Lo dijo hace siglos un poeta japonés, Tenko Murata:
La enorme mano del cielo
Siembra estrellas aquí y allá:
La luz es una fruta viajera
De la que todos nos nutrimos.
El mecanismo por medio del cual las analogías y metáforas nos hacen felices no lo conocemos del todo. Puede que por ese camino lo que está aislado se relacione, lo lejano se acerque y aunque pequemos de antropomórficos, después de todo eso somos: hombres, seres humanos. Mientras que la lógica y el concepto nos facilitan una taxonomía de las cosas, su clasificación y emplazamiento, además de su provisoria inmovilidad, la analogía no responde a más ciencia que la de las emociones y sentimientos que igualan las lágrimas a la lluvia y la risa-escribió Ficino-a la luz del sol. En el mundo de la analogía son curiosos los parentescos, párpados y hebras de té, termiteros y pubis femeninos, carcajadas y cascadas, miel y sabiduría. Existe, además, una razón bioquímica para darle crédito a esos parentescos aparentemente superficiales: ciertas moléculas animales reaparecen en el reino vegetal, determinados alcaloides viven en especies distintas, la pirita de hierro y la sal cristalizan ambas en forma cúbica.
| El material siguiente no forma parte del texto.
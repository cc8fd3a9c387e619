//! wgpu compute backend for `fdm-sim`.
//!
//! [`GpuDevice`] keeps the five fields in storage buffers and runs the stencil
//! kernels from `shaders/fdm.wgsl`, one 8x8 workgroup per grid tile. It
//! implements [`fdm_sim::FieldDevice`], so a [`fdm_sim::Session`] drives it
//! exactly like the CPU device.

pub mod device;

use std::sync::atomic::{AtomicBool, Ordering};
use std::sync::Arc;

use fdm_sim::DeviceError;
use thiserror::Error;

pub use device::GpuDevice;

#[derive(Debug, Error)]
pub enum GpuError {
    #[error("no GPU adapter available")]
    NoAdapter,
    #[error("failed to create GPU device: {0}")]
    RequestDevice(#[from] wgpu::RequestDeviceError),
    #[error("GPU device lost")]
    DeviceLost,
    #[error("buffer map failed: {0:?}")]
    BufferMapFailed(wgpu::BufferAsyncError),
    #[error("buffer map channel disconnected")]
    ChannelDisconnected,
}

impl From<GpuError> for DeviceError {
    fn from(err: GpuError) -> Self {
        DeviceError::Backend(err.to_string())
    }
}

/// Wait for a buffer map operation to complete, returning Result instead of panicking.
pub fn await_buffer_map(
    rx: std::sync::mpsc::Receiver<Result<(), wgpu::BufferAsyncError>>,
    device_lost: &AtomicBool,
) -> Result<(), GpuError> {
    if device_lost.load(Ordering::SeqCst) {
        return Err(GpuError::DeviceLost);
    }
    match rx.recv() {
        Ok(Ok(())) => Ok(()),
        Ok(Err(e)) => {
            log::error!("Buffer map failed: {:?}", e);
            Err(GpuError::BufferMapFailed(e))
        }
        Err(_) => {
            log::error!("Buffer map channel disconnected - possible device lost");
            device_lost.store(true, Ordering::SeqCst);
            Err(GpuError::ChannelDisconnected)
        }
    }
}

/// Headless GPU context: device and queue, no surface.
pub struct GpuContext {
    pub device: Arc<wgpu::Device>,
    pub queue: Arc<wgpu::Queue>,
    pub adapter_info: wgpu::AdapterInfo,
    device_lost: Arc<AtomicBool>,
}

impl GpuContext {
    pub async fn new() -> Result<Self, GpuError> {
        let instance = wgpu::Instance::new(wgpu::InstanceDescriptor {
            backends: wgpu::Backends::PRIMARY,
            ..Default::default()
        });

        let adapter = instance
            .request_adapter(&wgpu::RequestAdapterOptions {
                power_preference: wgpu::PowerPreference::HighPerformance,
                compatible_surface: None,
                force_fallback_adapter: false,
            })
            .await
            .ok_or(GpuError::NoAdapter)?;

        let adapter_info = adapter.get_info();
        log::info!("Using GPU: {:?}", adapter_info);

        let (device, queue) = adapter
            .request_device(
                &wgpu::DeviceDescriptor {
                    label: Some("FDM Device"),
                    required_features: wgpu::Features::empty(),
                    required_limits: wgpu::Limits::default().using_resolution(adapter.limits()),
                    memory_hints: wgpu::MemoryHints::Performance,
                },
                None,
            )
            .await?;

        let device_lost = Arc::new(AtomicBool::new(false));
        let lost = device_lost.clone();
        device.on_uncaptured_error(Box::new(move |error| {
            log::error!("GPU uncaptured error: {:?}", error);
            lost.store(true, Ordering::SeqCst);
        }));

        Ok(Self {
            device: Arc::new(device),
            queue: Arc::new(queue),
            adapter_info,
            device_lost,
        })
    }

    /// Blocking wrapper around [`GpuContext::new`].
    pub fn new_blocking() -> Result<Self, GpuError> {
        pollster::block_on(Self::new())
    }

    pub fn is_device_lost(&self) -> bool {
        self.device_lost.load(Ordering::SeqCst)
    }

    pub(crate) fn device_lost_flag(&self) -> Arc<AtomicBool> {
        self.device_lost.clone()
    }
}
Pensar que la doble hélice hace subir y bajar constantemente en nuestro interior la información que nos articula, hace vislumbrar la prefiguración de una escalera por la que vamos, a trancas y barrancas, del inconsciente a la conciencia. Es un mundo de elementos finitos cuyas combinaciones son infinitas. En algún recodo de nuestra biografía, en algún pliegue temporal, nos aguarda una revelación asombrosa: el tat twam asi, tú eres eso en sánscrito. No somos otra cosa que el universo buscándose, recordándose y olvidándose en un vuelo-y para eso sirven las hélices-, de siempre a siempre. Lo importante no es llegar, o siquiera partir, puesto que no dejamos de hacerlo en ningún modo, sino comprender que lo más profundo es también lo más elevado. Por lo tanto el aprendizaje no tiene término y en ese reside su gracia. Los kabalistas provenzales de la Edad Media empleaban el término iúun para meditar, en cuyo interior hallamos al ojo, ain. Palabra, iúun, cuyo valor numérico, 136, nos conduce a heetzil, purificar y ennoblecer. El mundo, entonces, debe ser ennoblecido tras su purificación, trabajo que comienza por la más simple de nuestras miradas. Como dijera en su momento el rey David: ´´Abre mis ojos para que contemple las maravillas de tu Ley.´´ Salmo 119: 18. Una de esas maravillas es la doble hélice.